March 16, 2015 3:37 pm
Is Richard Branson the greatest business influencer of our time?
He’s certainly great on LinkedIn where he’s one of the key participants in that social network’s INfluencer programme, top of the pops with around 7.5 million followers, versus three or four million for the likes of Jack Welch, Bill Gates and Arianna Huffington. But I don’t just mean that.
He’s one of the most recognisable and hippest business leaders in the world, across a lot of sectors and countries, given the nature of his work over the past 40 years or so. And let’s be honest, he’s a little different to most suited business types.
But I’d counter his influence isn’t just about his money, his cross-sector success nor even his Britishness (there aren’t that many British billionaires, even if plenty live here) or rock star persona. He tells great stories.
Yesterday I was looking at a current LinkedIn content theme, all about ways to leave a job. Branson’s piece really struck a chord with me. It was useful – for both employers and employees – and entertaining. It didn’t harm that I agree and had written something with a similar theme at the start of last year. (When your best employees leave – be happy)
How does he do that? How does he do it over and over?
According to past comments from LinkedIn, they don’t help him with these posts. I’ve seen comments making a point that they don’t touch up his little mistakes, keeping them in “for authenticity” purposes, or words to that effect.
Does anyone else help him? It’s fair to say many people writing on LinkedIn get some professional help. There’s no shame in that, unless someone is completely detached from the words that eventually appear under their byline. Tut tut.

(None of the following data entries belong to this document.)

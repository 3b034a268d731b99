//! Address-space server runtime.
//!
//! Owns the node store and a scheduler of repeated jobs, and drives both
//! from one cooperative loop: jobs, reads and writes never run concurrently
//! with each other, so the node store needs no locking.

use crate::address_space::{AddressSpace, MemoryAddressSpace, StatusCode};
use log::{debug, info};
use std::time::{Duration, Instant};
use tokio_util::sync::CancellationToken;

/// Unit of work the scheduler runs on a fixed interval.
///
/// Runs on the server loop, so it must not block for long and must not
/// panic; failures are the job's own business.
pub trait RepeatedJob: Send {
    fn name(&self) -> &str;

    fn run(&mut self, space: &mut dyn AddressSpace);
}

/// A closure registered as a repeated job.
pub struct FnJob<F> {
    name: String,
    f: F,
}

impl<F> FnJob<F>
where
    F: FnMut(&mut dyn AddressSpace) + Send,
{
    pub fn new(name: impl Into<String>, f: F) -> Self {
        Self {
            name: name.into(),
            f,
        }
    }
}

impl<F> RepeatedJob for FnJob<F>
where
    F: FnMut(&mut dyn AddressSpace) + Send,
{
    fn name(&self) -> &str {
        &self.name
    }

    fn run(&mut self, space: &mut dyn AddressSpace) {
        (self.f)(space)
    }
}

/// Handle of a registered job.
#[derive(Debug, Clone, Copy, PartialEq, Eq, Hash)]
pub struct JobId(u64);

struct ScheduledJob {
    id: JobId,
    job: Box<dyn RepeatedJob>,
    interval: Duration,
    next_due: Instant,
}

pub struct Server {
    space: MemoryAddressSpace,
    jobs: Vec<ScheduledJob>,
    next_job_id: u64,
}

impl Server {
    pub fn new() -> Self {
        Self::with_address_space(MemoryAddressSpace::new())
    }

    pub fn with_address_space(space: MemoryAddressSpace) -> Self {
        Self {
            space,
            jobs: Vec::new(),
            next_job_id: 0,
        }
    }

    pub fn address_space(&self) -> &MemoryAddressSpace {
        &self.space
    }

    pub fn address_space_mut(&mut self) -> &mut MemoryAddressSpace {
        &mut self.space
    }

    /// Register `job` to run every `interval`, first one interval from now.
    pub fn add_repeated_job(
        &mut self,
        job: Box<dyn RepeatedJob>,
        interval: Duration,
    ) -> Result<JobId, StatusCode> {
        if interval.is_zero() {
            return Err(StatusCode::BAD_INVALID_ARGUMENT);
        }
        let id = JobId(self.next_job_id);
        self.next_job_id += 1;
        info!(
            "[Server] Registered job '{}' every {:?}",
            job.name(),
            interval
        );
        self.jobs.push(ScheduledJob {
            id,
            job,
            interval,
            next_due: Instant::now() + interval,
        });
        Ok(id)
    }

    pub fn remove_repeated_job(&mut self, id: JobId) -> bool {
        let before = self.jobs.len();
        self.jobs.retain(|scheduled| scheduled.id != id);
        self.jobs.len() != before
    }

    pub fn job_count(&self) -> usize {
        self.jobs.len()
    }

    /// Earliest instant at which a job is due.
    pub fn next_deadline(&self) -> Option<Instant> {
        self.jobs.iter().map(|scheduled| scheduled.next_due).min()
    }

    /// Run every job due at `now`, in registration order. Returns how many ran.
    ///
    /// A job that fell behind runs once and is rescheduled one interval
    /// after `now`; missed ticks are not replayed.
    pub fn run_due_jobs(&mut self, now: Instant) -> usize {
        let mut ran = 0;
        for scheduled in self.jobs.iter_mut().filter(|s| s.next_due <= now) {
            debug!("[Server] Running job '{}'", scheduled.job.name());
            scheduled.job.run(&mut self.space);
            scheduled.next_due = now + scheduled.interval;
            ran += 1;
        }
        ran
    }

    /// Drive the scheduler until `shutdown` is cancelled.
    ///
    /// Cancellation is observed between job runs; a running job finishes
    /// first. Returns the run loop's final status.
    pub async fn run(&mut self, shutdown: CancellationToken) -> StatusCode {
        info!("[Server] Run loop started with {} job(s)", self.jobs.len());
        loop {
            let deadline = self.next_deadline();
            tokio::select! {
                biased;
                _ = shutdown.cancelled() => break,
                _ = wait_until(deadline) => {
                    self.run_due_jobs(Instant::now());
                }
            }
        }
        info!("[Server] Run loop stopped");
        StatusCode::GOOD
    }
}

impl Default for Server {
    fn default() -> Self {
        Self::new()
    }
}

async fn wait_until(deadline: Option<Instant>) {
    match deadline {
        Some(deadline) => tokio::time::sleep_until(tokio::time::Instant::from_std(deadline)).await,
        None => std::future::pending().await,
    }
}
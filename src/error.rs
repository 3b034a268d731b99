use crate::address_space::{NodeId, StatusCode};
use thiserror::Error as ThisError;

#[derive(ThisError, Debug)]
pub enum BridgeError {
    #[error("Failed to create node {node}: {status}")]
    NodeCreationFailed { node: String, status: StatusCode },

    #[error("Failed to add reference {source_node} -> {target_node}: {status}")]
    ReferenceFailed {
        source_node: NodeId,
        target_node: NodeId,
        status: StatusCode,
    },

    #[error("Failed to write attribute of {node}: {status}")]
    AttributeWriteFailed { node: NodeId, status: StatusCode },

    #[error("Failed to register job {name}: {status}")]
    JobRegistrationFailed { name: String, status: StatusCode },

    #[error("Invalid configuration: {0}")]
    Config(String),

    #[error(transparent)]
    IoError(#[from] std::io::Error),

    #[error(transparent)]
    SerdeJsonError(#[from] serde_json::Error),
}

pub type Result<T> = std::result::Result<T, BridgeError>;
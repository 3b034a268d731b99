//! Process lifecycle: assemble the server, run it, stop on Ctrl-C.

use crate::address_space::StatusCode;
use crate::bootstrap::{AddressSpaceBootstrapper, AddressSpaceLayout};
use crate::config::Config;
use crate::error::{BridgeError, Result};
use crate::sensors::reader_from_config;
use crate::server::Server;
use crate::sync_job::{JOB_NAME, PeriodicSyncJob};
use log::{error, info};
use tokio::signal;
use tokio::task::JoinHandle;
use tokio_util::sync::CancellationToken;

/// Cancel `shutdown` when the process receives Ctrl-C.
pub fn install_shutdown_handler(shutdown: CancellationToken) -> JoinHandle<()> {
    tokio::spawn(async move {
        match signal::ctrl_c().await {
            Ok(()) => {
                info!("Received Ctrl-C");
                shutdown.cancel();
            }
            Err(e) => {
                error!("Failed to listen for shutdown signal: {}", e);
            }
        }
    })
}

/// Build the server: populate the address space and register the sync job.
pub fn prepare(config: &Config) -> Result<(Server, AddressSpaceLayout)> {
    let mut server = Server::new();
    let layout = AddressSpaceBootstrapper::from_config(&config.server)
        .build(server.address_space_mut())?;

    let reader = reader_from_config(&config.sensors);
    let job = PeriodicSyncJob::new(reader, layout.channels.clone());
    server
        .add_repeated_job(Box::new(job), config.server.sync_interval())
        .map_err(|status| BridgeError::JobRegistrationFailed {
            name: JOB_NAME.to_string(),
            status,
        })?;

    Ok((server, layout))
}

/// Run until `shutdown` is cancelled. Returns the run loop's status.
pub async fn run(config: &Config, shutdown: CancellationToken) -> Result<StatusCode> {
    let (mut server, _layout) = prepare(config)?;
    info!(
        "Serving sensor channels from {:?} source, syncing every {:?}",
        config.sensors.source,
        config.server.sync_interval()
    );
    Ok(server.run(shutdown).await)
}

But I don’t think what we’re talking about is ghost-writing. I say that as someone who helps companies and busy individuals with such things.
Branson is famously not a ‘sitting down at a computer’ kind of executive. His charm and emotional intelligence are about human contact, which I go as far to say includes phone calls. But face-to-face trumps all.
So how do you get from there, to the LinkedIn INfluencer posts? Recently we saw some clues.
In a TV show ostensibly about the lifestyles of very rich people, Billionaire’s Paradise: Inside Necker Island, we were treated to unexpected access to Branson himself.
He hung out on his Caribbean island with a few paying guests and his staff. He had two PAs, mostly glued to their MacBooks, coordinating between him and what I can only imagine are his teams and deputies around the world. (Maybe some customers or job hunters too – one of the workers on the island explained how he’d heard of his now-boss and just emailed him asking for a job.)
My hunch is that Branson is great at communicating to those around him and can basically dictate most of his writing. Is that cheating, whatever that means? No. The hardest part is having something to say.
I say that a lot to people. Bring to the table something no one else can tell the world. Editors and other content specialists can do the rest.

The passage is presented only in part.